## ASSIGNED TASK
Go through the records below and restate each one word for word.

(Dataset records)
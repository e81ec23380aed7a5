//! Error mapping - the single place domain failures become HTTP responses.

use actix_web::error::JsonPayloadError;
use actix_web::{HttpRequest, HttpResponse, ResponseError, http::StatusCode};
use solace_core::DomainError;
use solace_core::ports::AuthError;
use solace_shared::ErrorResponse;

/// Application-level error type that converts to RFC 7807 responses.
#[derive(Debug, thiserror::Error)]
pub enum AppError {
    #[error("Bad request: {0}")]
    BadRequest(String),

    #[error("Unauthorized: {0}")]
    Unauthorized(String),

    #[error("Not found: {0}")]
    NotFound(String),

    #[error("Conflict: {0}")]
    Conflict(String),

    #[error("Internal error: {0}")]
    Internal(String),

    #[error("Deadline exceeded")]
    Timeout,
}

impl ResponseError for AppError {
    fn status_code(&self) -> StatusCode {
        match self {
            AppError::BadRequest(_) => StatusCode::BAD_REQUEST,
            AppError::Unauthorized(_) => StatusCode::UNAUTHORIZED,
            AppError::NotFound(_) => StatusCode::NOT_FOUND,
            AppError::Conflict(_) => StatusCode::CONFLICT,
            AppError::Internal(_) => StatusCode::INTERNAL_SERVER_ERROR,
            AppError::Timeout => StatusCode::GATEWAY_TIMEOUT,
        }
    }

    fn error_response(&self) -> HttpResponse {
        let error = match self {
            AppError::BadRequest(detail) => ErrorResponse::bad_request(detail),
            AppError::Unauthorized(detail) => ErrorResponse::unauthorized(detail),
            AppError::NotFound(detail) => ErrorResponse::not_found(detail),
            AppError::Conflict(detail) => ErrorResponse::conflict(detail),
            AppError::Internal(detail) => {
                // Details stay in the logs
                tracing::error!("Internal error: {}", detail);
                ErrorResponse::internal_error()
            }
            AppError::Timeout => ErrorResponse::gateway_timeout(),
        };

        HttpResponse::build(self.status_code()).json(error)
    }
}

impl From<DomainError> for AppError {
    fn from(err: DomainError) -> Self {
        match err {
            DomainError::Validation(msg) => AppError::BadRequest(msg),
            DomainError::Unauthorized => AppError::Unauthorized("Invalid token".to_string()),
            DomainError::Conflict(msg) => AppError::Conflict(msg),
            DomainError::NotFound { entity_type, key } => {
                AppError::NotFound(format!("{entity_type} {key} not found"))
            }
            DomainError::Storage(e) => AppError::Internal(format!("storage: {e}")),
            DomainError::IdentityProvider(msg) => {
                AppError::Internal(format!("identity provider: {msg}"))
            }
            DomainError::Internal(msg) => AppError::Internal(msg),
        }
    }
}

impl From<AuthError> for AppError {
    fn from(err: AuthError) -> Self {
        match err {
            AuthError::MissingAuth => {
                AppError::Unauthorized("Missing Authorization header".to_string())
            }
            AuthError::InvalidToken(_) | AuthError::TokenExpired => {
                AppError::Unauthorized("Invalid token".to_string())
            }
            other => DomainError::from(other).into(),
        }
    }
}

/// Route JSON body failures through [`AppError`] so they get RFC 7807 bodies.
pub fn json_error_handler(err: JsonPayloadError, _req: &HttpRequest) -> actix_web::Error {
    AppError::BadRequest(err.to_string()).into()
}

/// Result type alias for handlers.
pub type AppResult<T> = Result<T, AppError>;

## TASK OUTPUT
repository e81ec23380aed7a5
//! Error mapping - the single place domain failures become HTTP responses.

use actix_web::error::JsonPayloadError;
use actix_web::{HttpRequest, HttpResponse, ResponseError, http::StatusCode};
use solace_core::DomainError;
use solace_core::ports::AuthError;
use solace_shared::ErrorResponse;

/// Application-level error type that converts to RFC 7807 responses.
#[derive(Debug, thiserror::Error)]
pub enum AppError {
    #[error("Bad request: {0}")]
    BadRequest(String),

    #[error("Unauthorized: {0}")]
    Unauthorized(String),

    #[error("Not found: {0}")]
    NotFound(String),

    #[error("Conflict: {0}")]
    Conflict(String),

    #[error("Internal error: {0}")]
    Internal(String),

    #[error("Deadline exceeded")]
    Timeout,
}

impl ResponseError for AppError {
    fn status_code(&self) -> StatusCode {
        match self {
            AppError::BadRequest(_) => StatusCode::BAD_REQUEST,
            AppError::Unauthorized(_) => StatusCode::UNAUTHORIZED,
            AppError::NotFound(_) => StatusCode::NOT_FOUND,
            AppError::Conflict(_) => StatusCode::CONFLICT,
            AppError::Internal(_) => StatusCode::INTERNAL_SERVER_ERROR,
            AppError::Timeout => StatusCode::GATEWAY_TIMEOUT,
        }
    }

    fn error_response(&self) -> HttpResponse {
        let error = match self {
            AppError::BadRequest(detail) => ErrorResponse::bad_request(detail),
            AppError::Unauthorized(detail) => ErrorResponse::unauthorized(detail),
            AppError::NotFound(detail) => ErrorResponse::not_found(detail),
            AppError::Conflict(detail) => ErrorResponse::conflict(detail),
            AppError::Internal(detail) => {
                // Details stay in the logs
                tracing::error!("Internal error: {}", detail);
                ErrorResponse::internal_error()
            }
            AppError::Timeout => ErrorResponse::gateway_timeout(),
        };

        HttpResponse::build(self.status_code()).json(error)
    }
}

impl From<DomainError> for AppError {
    fn from(err: DomainError) -> Self {
        match err {
            DomainError::Validation(msg) => AppError::BadRequest(msg),
            DomainError::Unauthorized => AppError::Unauthorized("Invalid token".to_string()),
            DomainError::Conflict(msg) => AppError::Conflict(msg),
            DomainError::NotFound { entity_type, key } => {
                AppError::NotFound(format!("{entity_type} {key} not found"))
            }
            DomainError::Storage(e) => AppError::Internal(format!("storage: {e}")),
            DomainError::IdentityProvider(msg) => {
                AppError::Internal(format!("identity provider: {msg}"))
            }
            DomainError::Internal(msg) => AppError::Internal(msg),
        }
    }
}

impl From<AuthError> for AppError {
    fn from(err: AuthError) -> Self {
        match err {
            AuthError::MissingAuth => {
                AppError::Unauthorized("Missing Authorization header".to_string())
            }
            AuthError::InvalidToken(_) | AuthError::TokenExpired => {
                AppError::Unauthorized("Invalid token".to_string())
            }
            other => DomainError::from(other).into(),
        }
    }
}

/// Route JSON body failures through [`AppError`] so they get RFC 7807 bodies.
pub fn json_error_handler(err: JsonPayloadError, _req: &HttpRequest) -> actix_web::Error {
    AppError::BadRequest(err.to_string()).into()
}

/// Result type alias for handlers.
pub type AppResult<T> = Result<T, AppError>;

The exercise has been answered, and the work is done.